The Two Languages That Shaped the History of India
From Richard M. Eaton's Cundill Prize-Nominated
India in the Persianate Age
Western Civilization, Dar al-Islam (“the abode of Islam”), Christen-dom, the Motherland, the Free World, the Promised Land, the Third World, the Middle Kingdom—these are just some of the terms in which people have imagined geographical space, attempting in each instance to impose culture or ideology on to territory. It can be a vexed enterprise. In recent years the Sanskritist and historian Sheldon Pollock, suggesting a very different way of thinking about cultural space, coined the term “Sanskrit cosmopolis,” referring to the diffusion of Indian culture across a vast swathe of Southern Asia between the fourth century and the fourteenth. Sanskrit place names alone attest to the geographical sweep of a culturally connected zone between Afghanistan’s Kandahar (Skt Gandhara) and the South-east Asian city state of Singapore (Skt Singhapura).

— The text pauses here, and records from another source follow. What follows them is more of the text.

// Test fixtures: documents on disk and in-memory collaborators

use async_trait::async_trait;
use docindex::core::embedding::Embedder;
use docindex::core::error::{DocIndexError, Result};
use docindex::core::storage::{CreateMode, IndexDefinition, SearchIndex};
use docindex::core::types::{HybridQuery, IndexingResult, SearchHit, Section};
use std::fs;
use std::path::{Path, PathBuf};
use std::sync::atomic::{AtomicUsize, Ordering};
use std::sync::Mutex;
use tempfile::TempDir;

/// Documents in a temporary directory
#[allow(dead_code)]
pub struct TestDocs {
    pub dir: TempDir,
}

#[allow(dead_code)]
impl TestDocs {
    /// Create a directory holding `files` (relative path, contents)
    pub fn with_files(files: &[(&str, &str)]) -> Self {
        let dir = TempDir::new().expect("Failed to create temp dir");
        for (name, contents) in files {
            let path = dir.path().join(name);
            if let Some(parent) = path.parent() {
                fs::create_dir_all(parent).unwrap();
            }
            fs::write(&path, contents).unwrap();
        }
        Self { dir }
    }

    pub fn path(&self) -> &Path {
        self.dir.path()
    }

    pub fn file(&self, name: &str) -> PathBuf {
        self.dir.path().join(name)
    }
}

/// Deterministic embedder: hashed bag of lowercase words.
///
/// Texts sharing words get similar vectors, so vector ranking in
/// tests behaves like a (very) small semantic model.
#[allow(dead_code)]
pub struct HashEmbedder {
    dimensions: usize,
    pub calls: AtomicUsize,
    pub inputs: Mutex<Vec<String>>,
}

#[allow(dead_code)]
impl HashEmbedder {
    pub fn new(dimensions: usize) -> Self {
        Self {
            dimensions,
            calls: AtomicUsize::new(0),
            inputs: Mutex::new(Vec::new()),
        }
    }

    pub fn vector(&self, text: &str) -> Vec<f32> {
        let mut vector = vec![0.0; self.dimensions];
        for word in text
            .split(|c: char| !c.is_alphanumeric())
            .filter(|w| !w.is_empty())
        {
            let word = word.to_lowercase();
            // FNV-1a
            let mut hash: u64 = 0xcbf2_9ce4_8422_2325;
            for byte in word.bytes() {
                hash ^= u64::from(byte);
                hash = hash.wrapping_mul(0x0100_0000_01b3);
            }
            vector[(hash % self.dimensions as u64) as usize] += 1.0;
        }
        // Keep every vector non-zero
        vector[0] += 0.01;
        vector
    }

    pub fn call_count(&self) -> usize {
        self.calls.load(Ordering::SeqCst)
    }
}

#[async_trait]
impl Embedder for HashEmbedder {
    async fn embed(&self, text: &str) -> Result<Vec<f32>> {
        self.calls.fetch_add(1, Ordering::SeqCst);
        self.inputs.lock().unwrap().push(text.to_string());
        Ok(self.vector(text))
    }

    fn dimensions(&self) -> usize {
        self.dimensions
    }

    fn model(&self) -> &str {
        "hash"
    }
}

/// Embedder whose service is always unavailable
#[allow(dead_code)]
pub struct FailingEmbedder;

#[async_trait]
impl Embedder for FailingEmbedder {
    async fn embed(&self, _text: &str) -> Result<Vec<f32>> {
        Err(DocIndexError::EmbeddingFailed(
            "service unavailable".to_string(),
        ))
    }

    fn dimensions(&self) -> usize {
        8
    }

    fn model(&self) -> &str {
        "failing"
    }
}

/// In-memory index recording every call.
///
/// Documents whose content contains `reject_marker` are reported as
/// failed; everything else is stored.
#[allow(dead_code)]
#[derive(Default)]
pub struct RecordingIndex {
    pub reject_marker: Option<String>,
    pub created: Mutex<Vec<(IndexDefinition, CreateMode)>>,
    pub batches: Mutex<Vec<Vec<Section>>>,
    pub queries: Mutex<Vec<HybridQuery>>,
}

#[allow(dead_code)]
impl RecordingIndex {
    pub fn rejecting(marker: &str) -> Self {
        Self {
            reject_marker: Some(marker.to_string()),
            ..Self::default()
        }
    }

    pub fn batch_sizes(&self) -> Vec<usize> {
        self.batches.lock().unwrap().iter().map(Vec::len).collect()
    }

    pub fn sections(&self) -> Vec<Section> {
        self.batches.lock().unwrap().concat()
    }
}

#[async_trait]
impl SearchIndex for RecordingIndex {
    fn name(&self) -> &str {
        "recording"
    }

    async fn create_index(&self, definition: &IndexDefinition, mode: CreateMode) -> Result<()> {
        self.created.lock().unwrap().push((definition.clone(), mode));
        Ok(())
    }

    async fn upload_documents(&self, sections: &[Section]) -> Result<Vec<IndexingResult>> {
        self.batches.lock().unwrap().push(sections.to_vec());
        Ok(sections
            .iter()
            .map(|s| match &self.reject_marker {
                Some(marker) if s.content.contains(marker.as_str()) => {
                    IndexingResult::failure(&s.id, "document rejected")
                }
                _ => IndexingResult::success(&s.id),
            })
            .collect())
    }

    async fn search(&self, query: &HybridQuery) -> Result<Vec<SearchHit>> {
        self.queries.lock().unwrap().push(query.clone());
        Ok(self
            .sections()
            .into_iter()
            .filter(|s| s.content.contains(query.text.as_str()))
            .take(query.top)
            .map(|s| SearchHit {
                score: 1.0,
                id: s.id,
                content: s.content,
                sourcepage: s.sourcepage,
                sourcefile: s.sourcefile,
            })
            .collect())
    }
}

const WORDS: [&str; 16] = [
    "wing", "flap", "rudder", "engine", "fuel", "pressure", "valve", "check", "the", "a",
    "panel", "inspect", "cabin", "door", "landing", "gear",
];

/// Pseudo-random prose from a linear congruential generator.
///
/// Mixes sentence endings, word breaks, newlines and occasional runs
/// with no break characters at all.
#[allow(dead_code)]
pub fn lcg_text(seed: u64, words: usize) -> String {
    let mut state = seed.wrapping_mul(6_364_136_223_846_793_005).wrapping_add(1);
    let mut next = move || {
        state = state
            .wrapping_mul(6_364_136_223_846_793_005)
            .wrapping_add(1_442_695_040_888_963_407);
        (state >> 33) as usize
    };

    let mut text = String::new();
    for _ in 0..words {
        let roll = next();
        if roll % 23 == 0 {
            text.push_str(&"x".repeat(next() % 120));
        } else {
            text.push_str(WORDS[roll % WORDS.len()]);
        }
        text.push_str(match next() % 20 {
            0 => ". ",
            1 => "! ",
            2 => ", ",
            3 => "\n",
            4 => "; ",
            5 => "?",
            _ => " ",
        });
    }
    text
}
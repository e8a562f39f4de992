//! Core data types for docindex.
//!
//! This module defines the data structures passed between the
//! ingestion stages and the external collaborators: pages,
//! sections, upload results, and search hits.

use chrono::{DateTime, Utc};
use serde::{Deserialize, Serialize};

/// One page of extracted text with its position in the document
#[derive(Debug, Clone, PartialEq, Eq, Serialize, Deserialize)]
pub struct PageEntry {
    /// Zero-based page number
    pub page_number: usize,

    /// Characters in all preceding pages
    pub char_offset: usize,

    /// Extracted page text
    pub text: String,
}

/// A section of a document, ready for upload
///
/// Field names match the index schema, so the struct serializes
/// directly into an upload payload.
#[derive(Debug, Clone, PartialEq, Serialize, Deserialize)]
pub struct Section {
    /// Deterministic key: `<file id>-page-<sequence>`
    pub id: String,

    /// Section text
    pub content: String,

    /// Embedding of the whitespace-normalized content
    pub embedding: Vec<f32>,

    /// Human-readable origin label, e.g. `report-3.pdf`
    pub sourcepage: String,

    /// Original path of the ingested file
    pub sourcefile: String,
}

/// Outcome of uploading a single document
#[derive(Debug, Clone, PartialEq, Eq, Serialize, Deserialize)]
pub struct IndexingResult {
    /// Document key
    pub key: String,

    /// Whether the index accepted the document
    pub succeeded: bool,

    /// Failure reason reported by the index
    #[serde(default, skip_serializing_if = "Option::is_none")]
    pub error_message: Option<String>,
}

impl IndexingResult {
    pub fn success(key: impl Into<String>) -> Self {
        Self {
            key: key.into(),
            succeeded: true,
            error_message: None,
        }
    }

    pub fn failure(key: impl Into<String>, message: impl Into<String>) -> Self {
        Self {
            key: key.into(),
            succeeded: false,
            error_message: Some(message.into()),
        }
    }
}

/// Per-batch upload report
#[derive(Debug, Clone, Serialize, Deserialize)]
pub struct BatchReport {
    /// Zero-based batch number within the run
    pub batch: usize,

    /// Sections sent in this batch
    pub submitted: usize,

    /// Sections the index acknowledged as stored
    pub succeeded: usize,

    /// Rejected documents and their reasons
    pub failures: Vec<IndexingResult>,
}

impl BatchReport {
    /// Number of rejected documents
    pub fn failed(&self) -> usize {
        self.submitted - self.succeeded
    }
}

/// Accumulated upload results of a run
#[derive(Debug, Clone, Default, Serialize, Deserialize)]
pub struct UploadSummary {
    pub batches: Vec<BatchReport>,
}

impl UploadSummary {
    /// Total sections submitted across all batches
    pub fn submitted(&self) -> usize {
        self.batches.iter().map(|b| b.submitted).sum()
    }

    /// Total sections acknowledged across all batches
    pub fn succeeded(&self) -> usize {
        self.batches.iter().map(|b| b.succeeded).sum()
    }

    /// Total rejected sections
    pub fn failed(&self) -> usize {
        self.submitted() - self.succeeded()
    }
}

/// Statistics from an ingestion run
#[derive(Debug, Clone, Serialize, Deserialize)]
pub struct IngestStats {
    /// Number of files processed
    pub files_ingested: usize,

    /// Pages extracted across all files
    pub pages_extracted: usize,

    /// Sections produced by the splitter
    pub sections_created: usize,

    /// Upload outcome per batch
    pub upload: UploadSummary,

    /// When the run started
    pub started_at: DateTime<Utc>,

    /// Run duration in milliseconds
    pub duration_ms: u64,
}

/// Combined keyword + vector query
#[derive(Debug, Clone)]
pub struct HybridQuery {
    /// Full-text query string
    pub text: String,

    /// Embedding of `text`
    pub vector: Vec<f32>,

    /// Number of documents to return
    pub top: usize,

    /// Nearest neighbours considered by the vector leg
    pub k: usize,

    /// Vector field to search
    pub vector_field: String,
}

/// A document returned by hybrid search
#[derive(Debug, Clone, Serialize, Deserialize)]
pub struct SearchHit {
    /// Relevance score (scale depends on the backend)
    #[serde(rename = "@search.score", default)]
    pub score: f64,

    pub id: String,

    pub content: String,

    pub sourcepage: String,

    pub sourcefile: String,
}

impl SearchHit {
    /// `sourcepage: content` with line breaks flattened to spaces
    pub fn display_line(&self) -> String {
        format!("{}: {}", self.sourcepage, single_line(&self.content))
    }
}

/// Replace newlines and carriage returns with spaces
pub fn single_line(text: &str) -> String {
    text.replace(['\n', '\r'], " ")
}
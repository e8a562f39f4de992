//! Init-index command - provision the search index

use crate::cli::output::colors;
use crate::cli::OutputFormat;
use crate::core::config::Config;
use crate::core::services::index_definition;
use crate::core::storage::{CreateMode, IndexDefinition, SearchIndex};
use clap::Args;
use serde::Serialize;

/// Arguments for the init-index command
#[derive(Args, Debug, Default)]
pub struct InitIndexArgs {
    /// Update the definition of an existing index instead of failing
    #[arg(long, short = 'u')]
    pub update: bool,

    /// Embedding dimensions (defaults to the configured value)
    #[arg(long)]
    pub dimensions: Option<usize>,
}

/// Init-index response
#[derive(Debug, Serialize)]
pub struct InitIndexResponse {
    pub index: String,
    pub updated: bool,
    pub definition: IndexDefinition,
}

/// Execute the init-index command
pub async fn execute(
    args: InitIndexArgs,
    config: &Config,
    index: &dyn SearchIndex,
    format: OutputFormat,
) -> Result<(), Box<dyn std::error::Error>> {
    let mut definition = index_definition(config);
    definition.name = index.name().to_string();

    if let Some(dimensions) = args.dimensions {
        if dimensions == 0 {
            return Err("Dimensions must be at least 1.".into());
        }
        for field in definition.fields.iter_mut().filter(|f| f.is_vector()) {
            field.dimensions = Some(dimensions);
        }
    }

    let mode = if args.update {
        CreateMode::CreateOrUpdate
    } else {
        CreateMode::Create
    };

    index.create_index(&definition, mode).await.map_err(|e| {
        if e.is_conflict() {
            format!("{e}. Use --update to update the existing index definition.")
        } else {
            e.to_string()
        }
    })?;

    let response = InitIndexResponse {
        index: definition.name.clone(),
        updated: args.update,
        definition,
    };

    match format {
        OutputFormat::Human => {
            let verb = if response.updated { "Updated" } else { "Created" };
            println!(
                "{} index {}",
                colors::success(verb),
                colors::index_name(&response.index)
            );
            for field in &response.definition.fields {
                println!("  {:<12} {}", field.name, colors::dim(&field.field_type));
            }
        }
        OutputFormat::Json => {
            println!("{}", serde_json::to_string_pretty(&response)?);
        }
    }

    Ok(())
}
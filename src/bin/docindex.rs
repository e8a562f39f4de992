//! docindex - command-line interface
//!
//! # Examples
//!
//! ```bash
//! # Create the index (once)
//! docindex init-index
//!
//! # Ingest a document or a directory of documents
//! docindex ingest ./data/handbook.pdf
//! docindex ingest ./data --batch-size 500
//!
//! # Preview the sections of a document
//! docindex split ./data/handbook.pdf
//!
//! # Query
//! docindex search "parental leave policy" --top 5
//! ```

use clap::Parser;
use docindex::cli::{run, Cli};
use tracing_subscriber::{fmt, layer::SubscriberExt, util::SubscriberInitExt, EnvFilter};

/// Logs go to stderr so stdout stays clean for command output.
/// DOCINDEX_LOG_FORMAT=json switches to JSON lines.
fn init_tracing() {
    let json = std::env::var("DOCINDEX_LOG_FORMAT").is_ok_and(|v| v.eq_ignore_ascii_case("json"));
    let (plain, structured) = if json {
        (None, Some(fmt::layer().json().with_writer(std::io::stderr)))
    } else {
        (Some(fmt::layer().with_writer(std::io::stderr)), None)
    };

    tracing_subscriber::registry()
        .with(EnvFilter::try_from_default_env().unwrap_or_else(|_| "docindex=info".into()))
        .with(plain)
        .with(structured)
        .init();
}

#[tokio::main(flavor = "current_thread")]
async fn main() {
    init_tracing();
    let cli = Cli::parse();

    if let Err(e) = run(cli).await {
        eprintln!("Error: {e}");
        std::process::exit(1);
    }
}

For Pollock, what characterized this Sanskrit world was not religion but the ideas elaborated in the entire corpus of Sanskrit texts that, between the fourth and fourteenth centuries, circulated above and across the world of vernacular, regional tongues. Sanskrit, like only a few others, was a language that travelled: it was not a “language of place.” Not being identified with a particular ethnic or linguistic group or with a particular region, Sanskrit was transregional by nature, or, as Pollock puts it, “a language of the gods in the world of men.” Texts composed in Sanskrit embraced everything from rules of grammar to styles of kingship, architecture, proper comportment, the goals of life, the regulation of society, the acquisition of power and wealth, and much more. The circulation of these texts and of the people who carried them created a network of shared idioms and styles that made similar claims about aesthetics, polity, kingly virtue, learning and the universality of dominion. Fundamentally, the Sanskrit world—that is, the vast sweep of territory in which such texts circulated and were considered normative—was concerned with defining and preserving moral and social order.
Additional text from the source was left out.